[[ Records to process open ]]

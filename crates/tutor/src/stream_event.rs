//! Tutor-level streaming events.
//!
//! `TutorStreamEvent` wraps engine-level stream chunks into the events a
//! front end renders:
//! - `fragment`: partial text from the model, in production order
//! - `done`: the committed (cleaned) tutor message
//! - `error`: the turn could not be committed

use serde::{Deserialize, Serialize};
use zerotohire_core::message::Message;
use zerotohire_core::session::Session;

/// Events emitted while a streamed turn is in flight.
#[derive(Debug, Clone, Serialize, Deserialize)]
#[serde(tag = "type", rename_all = "snake_case")]
pub enum TutorStreamEvent {
    /// Raw text as the model produced it. Not yet cleaned.
    Fragment { content: String },

    /// The turn is committed. Always the last event on success.
    Done {
        message: Message,
        /// Whether the apology fallback was committed instead of model output
        fallback: bool,
        session: Session,
    },

    /// The turn failed after the user message was stored.
    Error { message: String },
}

impl TutorStreamEvent {
    /// SSE event name for this event type.
    pub fn event_type(&self) -> &'static str {
        match self {
            Self::Fragment { .. } => "fragment",
            Self::Done { .. } => "done",
            Self::Error { .. } => "error",
        }
    }

    pub fn is_terminal(&self) -> bool {
        !matches!(self, Self::Fragment { .. })
    }
}

#[cfg(test)]
mod tests {
    use super::*;

    #[test]
    fn fragment_serialization() {
        let event = TutorStreamEvent::Fragment {
            content: "Hello".into(),
        };
        let json = serde_json::to_string(&event).unwrap();
        assert!(json.contains(r#""type":"fragment""#));
        assert!(json.contains(r#""content":"Hello""#));
        assert!(!event.is_terminal());
    }

    #[test]
    fn done_serialization() {
        let event = TutorStreamEvent::Done {
            message: Message::tutor("What is the brute force approach?"),
            fallback: false,
            session: Session::default(),
        };
        let json = serde_json::to_string(&event).unwrap();
        assert!(json.contains(r#""type":"done""#));
        assert!(json.contains(r#""fallback":false"#));
        assert!(event.is_terminal());
    }

    #[test]
    fn event_types() {
        assert_eq!(
            TutorStreamEvent::Error {
                message: "boom".into()
            }
            .event_type(),
            "error"
        );
    }
}
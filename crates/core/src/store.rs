//! Session store trait: persisted history and the active-problem pointer.
//!
//! The engine consumes persistence through this narrow interface only. Schema,
//! migrations, and connection handling belong to the implementations.

use std::collections::BTreeMap;

use async_trait::async_trait;
use chrono::{DateTime, Utc};
use serde::{Deserialize, Serialize};

use crate::error::StoreError;
use crate::message::{Message, Role};
use crate::problem::{ActiveProblemRef, ProblemId};

/// A saved copy of the student's code for a problem.
#[derive(Debug, Clone, PartialEq, Serialize, Deserialize)]
pub struct CodeSnapshot {
    pub problem_id: ProblemId,
    pub code: String,
    pub language: String,
    pub saved_at: DateTime<Utc>,
}

/// Progress statistics across all problems the student has touched.
#[derive(Debug, Clone, Default, PartialEq, Serialize, Deserialize)]
pub struct StoreStats {
    pub total_attempted: u64,
    pub total_completed: u64,
    pub total_messages: u64,
    /// Completed problem count keyed by difficulty label
    pub completed_by_difficulty: BTreeMap<String, u64>,
    /// Percentage of attempted problems that are completed, rounded to one decimal
    pub completion_rate: f64,
}

impl StoreStats {
    pub fn from_counts(
        total_attempted: u64,
        total_completed: u64,
        total_messages: u64,
        completed_by_difficulty: BTreeMap<String, u64>,
    ) -> Self {
        let completion_rate = if total_attempted == 0 {
            0.0
        } else {
            let pct = total_completed as f64 / total_attempted as f64 * 100.0;
            (pct * 10.0).round() / 10.0
        };
        Self {
            total_attempted,
            total_completed,
            total_messages,
            completed_by_difficulty,
            completion_rate,
        }
    }
}

/// The persisted per-student session.
///
/// Implementations: SQLite, in-memory (for testing).
#[async_trait]
pub trait SessionStore: Send + Sync {
    /// The backend name (e.g., "sqlite", "in-memory").
    fn name(&self) -> &str;

    // ── History ───────────────────────────────────────────────────────────

    /// Append a message to the history. Returns the stored message with its ID.
    async fn append_message(
        &self,
        role: Role,
        content: &str,
        problem_id: Option<ProblemId>,
    ) -> std::result::Result<Message, StoreError>;

    /// The most recent messages in chronological order.
    ///
    /// `problem_id` scopes the result to one problem; `limit` keeps only the
    /// newest `limit` entries.
    async fn recent_messages(
        &self,
        problem_id: Option<ProblemId>,
        limit: Option<usize>,
    ) -> std::result::Result<Vec<Message>, StoreError>;

    /// Remove messages (all, or only those for one problem). Returns how many were removed.
    async fn clear_messages(
        &self,
        problem_id: Option<ProblemId>,
    ) -> std::result::Result<u64, StoreError>;

    // ── Active problem ────────────────────────────────────────────────────

    async fn active_problem(&self) -> std::result::Result<Option<ActiveProblemRef>, StoreError>;

    /// Point the session at a problem and record an attempt on it.
    async fn set_active_problem(
        &self,
        problem: &ActiveProblemRef,
    ) -> std::result::Result<(), StoreError>;

    async fn clear_active_problem(&self) -> std::result::Result<(), StoreError>;

    // ── Progress ──────────────────────────────────────────────────────────

    async fn mark_completed(&self, problem_id: ProblemId) -> std::result::Result<(), StoreError>;

    async fn mark_incomplete(&self, problem_id: ProblemId) -> std::result::Result<(), StoreError>;

    async fn is_completed(&self, problem_id: ProblemId) -> std::result::Result<bool, StoreError>;

    async fn completed_problems(&self) -> std::result::Result<Vec<ProblemId>, StoreError>;

    // ── Code snapshots ────────────────────────────────────────────────────

    async fn save_code(
        &self,
        problem_id: ProblemId,
        code: &str,
        language: &str,
    ) -> std::result::Result<CodeSnapshot, StoreError>;

    async fn latest_code(
        &self,
        problem_id: ProblemId,
    ) -> std::result::Result<Option<CodeSnapshot>, StoreError>;

    /// Remove every trace of a problem: messages, code snapshots, and progress.
    async fn reset_problem(&self, problem_id: ProblemId) -> std::result::Result<(), StoreError>;

    // ── Settings ──────────────────────────────────────────────────────────

    async fn setting(&self, key: &str) -> std::result::Result<Option<serde_json::Value>, StoreError>;

    async fn set_setting(
        &self,
        key: &str,
        value: serde_json::Value,
    ) -> std::result::Result<(), StoreError>;

    async fn stats(&self) -> std::result::Result<StoreStats, StoreError>;
}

[[ Records to process closed ]]

What to work on
In full and word for word, output the entries.

Answer for this exercise
filename crates/tutor/src/stream_event.rs
//! Tutor-level streaming events.
//!
//! `TutorStreamEvent` wraps engine-level stream chunks into the events a
//! front end renders:
//! - `fragment`: partial text from the model, in production order
//! - `done`: the committed (cleaned) tutor message
//! - `error`: the turn could not be committed

use serde::{Deserialize, Serialize};
use zerotohire_core::message::Message;
use zerotohire_core::session::Session;

/// Events emitted while a streamed turn is in flight.
#[derive(Debug, Clone, Serialize, Deserialize)]
#[serde(tag = "type", rename_all = "snake_case")]
pub enum TutorStreamEvent {
    /// Raw text as the model produced it. Not yet cleaned.
    Fragment { content: String },

    /// The turn is committed. Always the last event on success.
    Done {
        message: Message,
        /// Whether the apology fallback was committed instead of model output
        fallback: bool,
        session: Session,
    },

    /// The turn failed after the user message was stored.
    Error { message: String },
}

impl TutorStreamEvent {
    /// SSE event name for this event type.
    pub fn event_type(&self) -> &'static str {
        match self {
            Self::Fragment { .. } => "fragment",
            Self::Done { .. } => "done",
            Self::Error { .. } => "error",
        }
    }

    pub fn is_terminal(&self) -> bool {
        !matches!(self, Self::Fragment { .. })
    }
}

#[cfg(test)]
mod tests {
    use super::*;

    #[test]
    fn fragment_serialization() {
        let event = TutorStreamEvent::Fragment {
            content: "Hello".into(),
        };
        let json = serde_json::to_string(&event).unwrap();
        assert!(json.contains(r#""type":"fragment""#));
        assert!(json.contains(r#""content":"Hello""#));
        assert!(!event.is_terminal());
    }

    #[test]
    fn done_serialization() {
        let event = TutorStreamEvent::Done {
            message: Message::tutor("What is the brute force approach?"),
            fallback: false,
            session: Session::default(),
        };
        let json = serde_json::to_string(&event).unwrap();
        assert!(json.contains(r#""type":"done""#));
        assert!(json.contains(r#""fallback":false"#));
        assert!(event.is_terminal());
    }

    #[test]
    fn event_types() {
        assert_eq!(
            TutorStreamEvent::Error {
                message: "boom".into()
            }
            .event_type(),
            "error"
        );
    }
}
filename crates/core/src/store.rs
//! Session store trait: persisted history and the active-problem pointer.
//!
//! The engine consumes persistence through this narrow interface only. Schema,
//! migrations, and connection handling belong to the implementations.

use std::collections::BTreeMap;

use async_trait::async_trait;
use chrono::{DateTime, Utc};
use serde::{Deserialize, Serialize};

use crate::error::StoreError;
use crate::message::{Message, Role};
use crate::problem::{ActiveProblemRef, ProblemId};

/// A saved copy of the student's code for a problem.
#[derive(Debug, Clone, PartialEq, Serialize, Deserialize)]
pub struct CodeSnapshot {
    pub problem_id: ProblemId,
    pub code: String,
    pub language: String,
    pub saved_at: DateTime<Utc>,
}

/// Progress statistics across all problems the student has touched.
#[derive(Debug, Clone, Default, PartialEq, Serialize, Deserialize)]
pub struct StoreStats {
    pub total_attempted: u64,
    pub total_completed: u64,
    pub total_messages: u64,
    /// Completed problem count keyed by difficulty label
    pub completed_by_difficulty: BTreeMap<String, u64>,
    /// Percentage of attempted problems that are completed, rounded to one decimal
    pub completion_rate: f64,
}

impl StoreStats {
    pub fn from_counts(
        total_attempted: u64,
        total_completed: u64,
        total_messages: u64,
        completed_by_difficulty: BTreeMap<String, u64>,
    ) -> Self {
        let completion_rate = if total_attempted == 0 {
            0.0
        } else {
            let pct = total_completed as f64 / total_attempted as f64 * 100.0;
            (pct * 10.0).round() / 10.0
        };
        Self {
            total_attempted,
            total_completed,
            total_messages,
            completed_by_difficulty,
            completion_rate,
        }
    }
}

/// The persisted per-student session.
///
/// Implementations: SQLite, in-memory (for testing).
#[async_trait]
pub trait SessionStore: Send + Sync {
    /// The backend name (e.g., "sqlite", "in-memory").
    fn name(&self) -> &str;

    // ── History ───────────────────────────────────────────────────────────

    /// Append a message to the history. Returns the stored message with its ID.
    async fn append_message(
        &self,
        role: Role,
        content: &str,
        problem_id: Option<ProblemId>,
    ) -> std::result::Result<Message, StoreError>;

    /// The most recent messages in chronological order.
    ///
    /// `problem_id` scopes the result to one problem; `limit` keeps only the
    /// newest `limit` entries.
    async fn recent_messages(
        &self,
        problem_id: Option<ProblemId>,
        limit: Option<usize>,
    ) -> std::result::Result<Vec<Message>, StoreError>;

    /// Remove messages (all, or only those for one problem). Returns how many were removed.
    async fn clear_messages(
        &self,
        problem_id: Option<ProblemId>,
    ) -> std::result::Result<u64, StoreError>;

    // ── Active problem ────────────────────────────────────────────────────

    async fn active_problem(&self) -> std::result::Result<Option<ActiveProblemRef>, StoreError>;

    /// Point the session at a problem and record an attempt on it.
    async fn set_active_problem(
        &self,
        problem: &ActiveProblemRef,
    ) -> std::result::Result<(), StoreError>;

    async fn clear_active_problem(&self) -> std::result::Result<(), StoreError>;

    // ── Progress ──────────────────────────────────────────────────────────

    async fn mark_completed(&self, problem_id: ProblemId) -> std::result::Result<(), StoreError>;

    async fn mark_incomplete(&self, problem_id: ProblemId) -> std::result::Result<(), StoreError>;

    async fn is_completed(&self, problem_id: ProblemId) -> std::result::Result<bool, StoreError>;

    async fn completed_problems(&self) -> std::result::Result<Vec<ProblemId>, StoreError>;

    // ── Code snapshots ────────────────────────────────────────────────────

    async fn save_code(
        &self,
        problem_id: ProblemId,
        code: &str,
        language: &str,
    ) -> std::result::Result<CodeSnapshot, StoreError>;

    async fn latest_code(
        &self,
        problem_id: ProblemId,
    ) -> std::result::Result<Option<CodeSnapshot>, StoreError>;

    /// Remove every trace of a problem: messages, code snapshots, and progress.
    async fn reset_problem(&self, problem_id: ProblemId) -> std::result::Result<(), StoreError>;

    // ── Settings ──────────────────────────────────────────────────────────

    async fn setting(&self, key: &str) -> std::result::Result<Option<serde_json::Value>, StoreError>;

    async fn set_setting(
        &self,
        key: &str,
        value: serde_json::Value,
    ) -> std::result::Result<(), StoreError>;

    async fn stats(&self) -> std::result::Result<StoreStats, StoreError>;
}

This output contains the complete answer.